The task: Your answer must be a single number: the count of lines in the records below that include the string "FeatureVector".

━━ Data section ━━

//! The 16-entry feature vector handed to the classifier
//!
//! Entry order is fixed: mean, std, min, max and ratio of the white pixels,
//! ten uniform-LBP bins, then the entropy of the white values.

use serde::Serialize;

/// Number of entries in a feature vector
pub const FEATURE_LEN: usize = 16;

/// Number of LBP histogram bins (uniform codes 0..=9)
pub const LBP_BINS: usize = 10;

/// Index of the first LBP histogram bin
pub const LBP_OFFSET: usize = 5;

/// Fixed-order white-region descriptor consumed by the classifier
///
/// Layout (0-based): mean, std-dev, min, max, white ratio, ten LBP histogram
/// bins, entropy. Luminance values are on the 0-255 scale. The order must
/// match what the classifier artifact was trained on.
#[derive(Debug, Clone, Copy, PartialEq)]
pub struct FeatureVector([f64; FEATURE_LEN]);

impl FeatureVector {
    /// The "no white region" sentinel
    pub const INSUFFICIENT_SIGNAL: FeatureVector = FeatureVector([0.0; FEATURE_LEN]);

    /// Wrap raw values in wire order
    pub fn from_array(values: [f64; FEATURE_LEN]) -> Self {
        Self(values)
    }

    /// Assemble from named parts
    pub fn from_parts(stats: WhiteStats, lbp_histogram: [f64; LBP_BINS], entropy: f64) -> Self {
        let mut values = [0.0; FEATURE_LEN];
        values[0] = stats.mean;
        values[1] = stats.std_dev;
        values[2] = stats.min;
        values[3] = stats.max;
        values[4] = stats.white_ratio;
        values[LBP_OFFSET..LBP_OFFSET + LBP_BINS].copy_from_slice(&lbp_histogram);
        values[FEATURE_LEN - 1] = entropy;
        Self(values)
    }

    /// True for the all-zero sentinel
    ///
    /// A real measurement always has a positive white ratio, so it can never
    /// be all zeros.
    pub fn is_insufficient_signal(&self) -> bool {
        self.0.iter().all(|&v| v == 0.0)
    }

    /// Values in wire order
    pub fn as_slice(&self) -> &[f64] {
        &self.0
    }

    /// Values in wire order
    pub fn to_array(self) -> [f64; FEATURE_LEN] {
        self.0
    }

    /// Mean white luminance
    pub fn mean(&self) -> f64 {
        self.0[0]
    }

    /// Population std-dev of white luminance
    pub fn std_dev(&self) -> f64 {
        self.0[1]
    }

    /// Minimum white luminance
    pub fn min(&self) -> f64 {
        self.0[2]
    }

    /// Maximum white luminance
    pub fn max(&self) -> f64 {
        self.0[3]
    }

    /// Fraction of pixels in the white mask
    pub fn white_ratio(&self) -> f64 {
        self.0[4]
    }

    /// The ten normalized LBP bins
    pub fn lbp_histogram(&self) -> &[f64] {
        &self.0[LBP_OFFSET..LBP_OFFSET + LBP_BINS]
    }

    /// Shannon entropy (bits) of white luminance
    pub fn entropy(&self) -> f64 {
        self.0[FEATURE_LEN - 1]
    }

    /// Named view for reporting
    pub fn summary(&self) -> FeatureSummary {
        let mut lbp_histogram = [0.0; LBP_BINS];
        lbp_histogram.copy_from_slice(self.lbp_histogram());
        FeatureSummary {
            mean: self.mean(),
            std_dev: self.std_dev(),
            min: self.min(),
            max: self.max(),
            white_ratio: self.white_ratio(),
            lbp_histogram,
            entropy: self.entropy(),
        }
    }
}

impl std::ops::Index<usize> for FeatureVector {
    type Output = f64;

    fn index(&self, index: usize) -> &f64 {
        &self.0[index]
    }
}

/// Scalar statistics over white-masked luminance
#[derive(Debug, Clone, Copy, PartialEq)]
#[allow(missing_docs)]
pub struct WhiteStats {
    pub mean: f64,
    pub std_dev: f64,
    pub min: f64,
    pub max: f64,
    pub white_ratio: f64,
}

/// Serializable, named form of a [`FeatureVector`]
#[derive(Debug, Clone, Serialize)]
#[allow(missing_docs)]
pub struct FeatureSummary {
    pub mean: f64,
    pub std_dev: f64,
    pub min: f64,
    pub max: f64,
    pub white_ratio: f64,
    pub lbp_histogram: [f64; LBP_BINS],
    pub entropy: f64,
}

━━━

Answer to this exercise: 5